He served as member of the North Dakota State House of Representatives in 1919 and 1920. During this time, he was an opponent of the Nonpartisan League and was associated with the Independent Voters Association.

Burtness was elected as a Republican to the Sixty-seventh United States Congress and to the five succeeding Congresses (March 4, 1921 – March 3, 1933). He was an unsuccessful candidate for renomination in 1932.

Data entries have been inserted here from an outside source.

pub mod api;
pub mod models;
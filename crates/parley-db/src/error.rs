use rusqlite::ffi;
use thiserror::Error;

/// Store failures, with constraint violations classified so the service
/// layer can translate them without inspecting SQLite error codes itself.
#[derive(Debug, Error)]
pub enum StoreError {
    /// UNIQUE or PRIMARY KEY constraint hit on insert.
    #[error("row already exists")]
    Conflict,

    /// Insert referenced a row that does not exist.
    #[error("referenced row does not exist")]
    ForeignKey,

    #[error("database lock poisoned")]
    LockPoisoned,

    #[error(transparent)]
    Sqlite(#[from] rusqlite::Error),
}

impl StoreError {
    /// Classify a raw SQLite failure from an insert/update path.
    pub(crate) fn classify(err: rusqlite::Error) -> Self {
        if let rusqlite::Error::SqliteFailure(e, _) = &err {
            match e.extended_code {
                ffi::SQLITE_CONSTRAINT_UNIQUE | ffi::SQLITE_CONSTRAINT_PRIMARYKEY => {
                    return StoreError::Conflict;
                }
                ffi::SQLITE_CONSTRAINT_FOREIGNKEY => return StoreError::ForeignKey,
                _ => {}
            }
        }
        StoreError::Sqlite(err)
    }
}
use axum::{
    Extension, Json,
    extract::{Path, State},
};

use parley_types::api::{
    Claims, ReceivedMessagesResponse, SentMessagesResponse, UserResponse, UsersResponse,
};
use parley_types::models::{ReceivedMessage, SentMessage, UserProfile, UserSummary};

use crate::auth::AppState;
use crate::error::ApiError;
use crate::parse_ts;

pub async fn list_users(
    State(state): State<AppState>,
    Extension(_claims): Extension<Claims>,
) -> Result<Json<UsersResponse>, ApiError> {
    let users = state
        .db
        .list_users()?
        .into_iter()
        .map(|row| UserSummary {
            username: row.username,
            first_name: row.first_name,
            last_name: row.last_name,
            phone: row.phone,
        })
        .collect();

    Ok(Json(UsersResponse { users }))
}

pub async fn get_user(
    State(state): State<AppState>,
    Path(username): Path<String>,
    Extension(_claims): Extension<Claims>,
) -> Result<Json<UserResponse>, ApiError> {
    let row = state
        .db
        .get_user(&username)?
        .ok_or_else(|| ApiError::NotFound(format!("no such user: {}", username)))?;

    Ok(Json(UserResponse {
        user: UserProfile {
            username: row.username,
            first_name: row.first_name,
            last_name: row.last_name,
            phone: row.phone,
            join_at: parse_ts(&row.join_at),
            last_login_at: parse_ts(&row.last_login_at),
        },
    }))
}

/// Messages this user has sent, each carrying the recipient's profile.
/// Mailboxes are private: only their owner may list them.
pub async fn messages_from(
    State(state): State<AppState>,
    Path(username): Path<String>,
    Extension(claims): Extension<Claims>,
) -> Result<Json<SentMessagesResponse>, ApiError> {
    ensure_owner(&claims, &username)?;

    let messages = state
        .db
        .messages_from(&username)?
        .into_iter()
        .map(|row| SentMessage {
            id: row.id,
            body: row.body,
            sent_at: parse_ts(&row.sent_at),
            read_at: row.read_at.as_deref().map(parse_ts),
            to_user: UserSummary {
                username: row.counterpart_username,
                first_name: row.counterpart_first_name,
                last_name: row.counterpart_last_name,
                phone: row.counterpart_phone,
            },
        })
        .collect();

    Ok(Json(SentMessagesResponse { messages }))
}

/// Messages this user has received, each carrying the sender's profile.
pub async fn messages_to(
    State(state): State<AppState>,
    Path(username): Path<String>,
    Extension(claims): Extension<Claims>,
) -> Result<Json<ReceivedMessagesResponse>, ApiError> {
    ensure_owner(&claims, &username)?;

    let messages = state
        .db
        .messages_to(&username)?
        .into_iter()
        .map(|row| ReceivedMessage {
            id: row.id,
            body: row.body,
            sent_at: parse_ts(&row.sent_at),
            read_at: row.read_at.as_deref().map(parse_ts),
            from_user: UserSummary {
                username: row.counterpart_username,
                first_name: row.counterpart_first_name,
                last_name: row.counterpart_last_name,
                phone: row.counterpart_phone,
            },
        })
        .collect();

    Ok(Json(ReceivedMessagesResponse { messages }))
}

fn ensure_owner(claims: &Claims, username: &str) -> Result<(), ApiError> {
    if claims.username != username {
        return Err(ApiError::Forbidden(
            "cannot read another user's messages".into(),
        ));
    }
    Ok(())
}
use axum::Json;
use axum::http::StatusCode;
use axum::response::{IntoResponse, Response};
use serde_json::json;
use thiserror::Error;
use tracing::error;

use parley_db::StoreError;

/// API failure kinds. Each maps to exactly one status code; anything not
/// classified here surfaces as a 500 with the detail kept server-side.
#[derive(Debug, Error)]
pub enum ApiError {
    #[error("{0}")]
    NotFound(String),

    #[error("{0}")]
    Conflict(String),

    #[error("{0}")]
    Unauthorized(String),

    #[error("{0}")]
    Forbidden(String),

    #[error("{0}")]
    Validation(String),

    #[error(transparent)]
    Internal(#[from] anyhow::Error),
}

impl From<StoreError> for ApiError {
    fn from(err: StoreError) -> Self {
        match err {
            StoreError::Conflict => ApiError::Conflict("row already exists".into()),
            StoreError::ForeignKey => ApiError::NotFound("no such user".into()),
            other => ApiError::Internal(other.into()),
        }
    }
}

impl IntoResponse for ApiError {
    fn into_response(self) -> Response {
        let (status, message) = match self {
            ApiError::NotFound(msg) => (StatusCode::NOT_FOUND, msg),
            ApiError::Conflict(msg) => (StatusCode::CONFLICT, msg),
            ApiError::Unauthorized(msg) => (StatusCode::UNAUTHORIZED, msg),
            ApiError::Forbidden(msg) => (StatusCode::FORBIDDEN, msg),
            ApiError::Validation(msg) => (StatusCode::BAD_REQUEST, msg),
            ApiError::Internal(err) => {
                error!("internal error: {:#}", err);
                (
                    StatusCode::INTERNAL_SERVER_ERROR,
                    "internal server error".to_string(),
                )
            }
        };

        let body = Json(json!({
            "error": {
                "status": status.as_u16(),
                "message": message,
            }
        }));

        (status, body).into_response()
    }
}
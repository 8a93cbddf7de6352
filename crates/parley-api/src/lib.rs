pub mod auth;
pub mod error;
pub mod messages;
pub mod middleware;
pub mod users;

use axum::Router;
use axum::middleware::from_fn_with_state;
use axum::routing::{get, post};
use chrono::{DateTime, NaiveDateTime, Utc};
use tracing::warn;

use crate::auth::AppState;

/// Assemble the full route tree. Auth endpoints are public; everything
/// else sits behind the bearer-token middleware.
pub fn app(state: AppState) -> Router {
    let public_routes = Router::new()
        .route("/auth/register", post(auth::register))
        .route("/auth/login", post(auth::login))
        .with_state(state.clone());

    let protected_routes = Router::new()
        .route("/users", get(users::list_users))
        .route("/users/{username}", get(users::get_user))
        .route("/users/{username}/from", get(users::messages_from))
        .route("/users/{username}/to", get(users::messages_to))
        .route("/messages", post(messages::create_message))
        .route("/messages/{id}", get(messages::get_message))
        .route("/messages/{id}/read", post(messages::mark_read))
        .layer(from_fn_with_state(state.clone(), middleware::require_auth))
        .with_state(state);

    Router::new().merge(public_routes).merge(protected_routes)
}

/// Timestamps are written as RFC 3339. Rows created by SQLite's own
/// datetime() default come back as "YYYY-MM-DD HH:MM:SS" without a
/// timezone; parse those as naive UTC.
pub(crate) fn parse_ts(s: &str) -> DateTime<Utc> {
    s.parse::<DateTime<Utc>>()
        .or_else(|_| {
            NaiveDateTime::parse_from_str(s, "%Y-%m-%d %H:%M:%S").map(|ndt| ndt.and_utc())
        })
        .unwrap_or_else(|e| {
            warn!("Corrupt timestamp '{}': {}", s, e);
            DateTime::default()
        })
}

In 1930 he was honored by the King of Denmark with an Order of the Falcon with a star. He also represented the President of the United States at the 100th anniversary of the Icelandic Parliament.

==Later years==
He resumed the practice of law and served as City attorney of Grand Forks, in 1936 and 1937. He was appointed judge of the First Judicial District, North Dakota District Court , by Governor Fred G. Aandahl in 1950 and served from November 1950 until his death. He died in Grand Forks on January 20, 1960. He was interred in Memorial Park Cemetery.

==Personal life==
He married Zoe Ensign on September 8, 1909, in Detroit Lakes, Minnesota. Following his death, Zoe Burtness donated funds to the University of North Dakota to construct an assembly hall for plays, lectures, and concerts, in honor of her husband. The Burtness Theater was dedicated on April 28, 1963.

== Olger B. Burtness Papers==
The Olger B. Burtness Papers consist primarily of personal diaries for 1921 and 1927, as well as personal financial records. Correspondence and material concerning the Dakota Playmakers, and the Sock and Buskin Society at the University of North Dakota.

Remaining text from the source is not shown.